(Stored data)
- Opening Delimiter -

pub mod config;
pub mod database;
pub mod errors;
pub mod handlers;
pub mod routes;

- Closing Delimiter -
- Opening Delimiter -

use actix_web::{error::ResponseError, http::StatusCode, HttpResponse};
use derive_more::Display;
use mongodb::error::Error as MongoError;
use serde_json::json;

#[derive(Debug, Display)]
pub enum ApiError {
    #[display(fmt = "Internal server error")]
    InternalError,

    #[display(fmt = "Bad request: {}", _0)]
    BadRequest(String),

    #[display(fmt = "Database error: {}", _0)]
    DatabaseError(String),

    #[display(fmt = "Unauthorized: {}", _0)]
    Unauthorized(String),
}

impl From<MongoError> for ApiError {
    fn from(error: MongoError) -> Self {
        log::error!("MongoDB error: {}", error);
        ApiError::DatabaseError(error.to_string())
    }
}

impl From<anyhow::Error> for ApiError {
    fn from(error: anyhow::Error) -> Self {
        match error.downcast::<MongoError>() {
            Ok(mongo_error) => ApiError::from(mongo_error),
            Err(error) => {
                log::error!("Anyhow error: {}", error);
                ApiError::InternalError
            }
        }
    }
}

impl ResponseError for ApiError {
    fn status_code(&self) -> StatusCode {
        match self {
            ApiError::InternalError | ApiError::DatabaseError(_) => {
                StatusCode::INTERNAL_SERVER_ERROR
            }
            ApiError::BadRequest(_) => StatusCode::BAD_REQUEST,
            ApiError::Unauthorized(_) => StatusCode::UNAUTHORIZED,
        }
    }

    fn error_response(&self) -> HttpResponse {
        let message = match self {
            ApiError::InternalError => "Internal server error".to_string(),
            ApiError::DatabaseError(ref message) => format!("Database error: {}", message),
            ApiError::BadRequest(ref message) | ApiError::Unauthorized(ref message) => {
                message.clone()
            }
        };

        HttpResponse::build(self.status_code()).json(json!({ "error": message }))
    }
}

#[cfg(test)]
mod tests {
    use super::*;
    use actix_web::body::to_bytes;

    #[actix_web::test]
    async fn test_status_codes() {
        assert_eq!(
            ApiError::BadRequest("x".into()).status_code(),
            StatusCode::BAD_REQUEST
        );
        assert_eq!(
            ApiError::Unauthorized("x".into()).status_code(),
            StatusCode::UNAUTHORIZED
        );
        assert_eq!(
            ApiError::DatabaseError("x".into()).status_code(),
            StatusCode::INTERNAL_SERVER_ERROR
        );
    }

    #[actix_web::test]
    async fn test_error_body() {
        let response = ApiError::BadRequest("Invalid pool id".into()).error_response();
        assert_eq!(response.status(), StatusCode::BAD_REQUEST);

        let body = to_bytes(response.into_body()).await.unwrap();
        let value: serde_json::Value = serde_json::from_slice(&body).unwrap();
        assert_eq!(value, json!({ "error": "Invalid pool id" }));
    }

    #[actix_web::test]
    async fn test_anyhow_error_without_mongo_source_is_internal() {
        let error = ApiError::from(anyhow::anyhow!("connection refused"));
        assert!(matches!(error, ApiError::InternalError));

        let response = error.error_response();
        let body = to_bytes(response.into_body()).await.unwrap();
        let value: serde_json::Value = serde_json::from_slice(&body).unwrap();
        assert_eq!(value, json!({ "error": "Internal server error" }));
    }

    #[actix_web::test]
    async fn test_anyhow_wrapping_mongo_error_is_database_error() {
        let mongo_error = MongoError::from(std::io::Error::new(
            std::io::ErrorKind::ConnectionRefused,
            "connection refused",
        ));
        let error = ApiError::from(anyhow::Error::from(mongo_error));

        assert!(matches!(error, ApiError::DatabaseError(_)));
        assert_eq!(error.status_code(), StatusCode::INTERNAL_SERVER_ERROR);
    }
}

- Closing Delimiter -

YOUR INSTRUCTIONS:
Where a line of the records includes "ResponseError", copy it.

ANSWER BOX:
use actix_web::{error::ResponseError, http::StatusCode, HttpResponse};
impl ResponseError for ApiError {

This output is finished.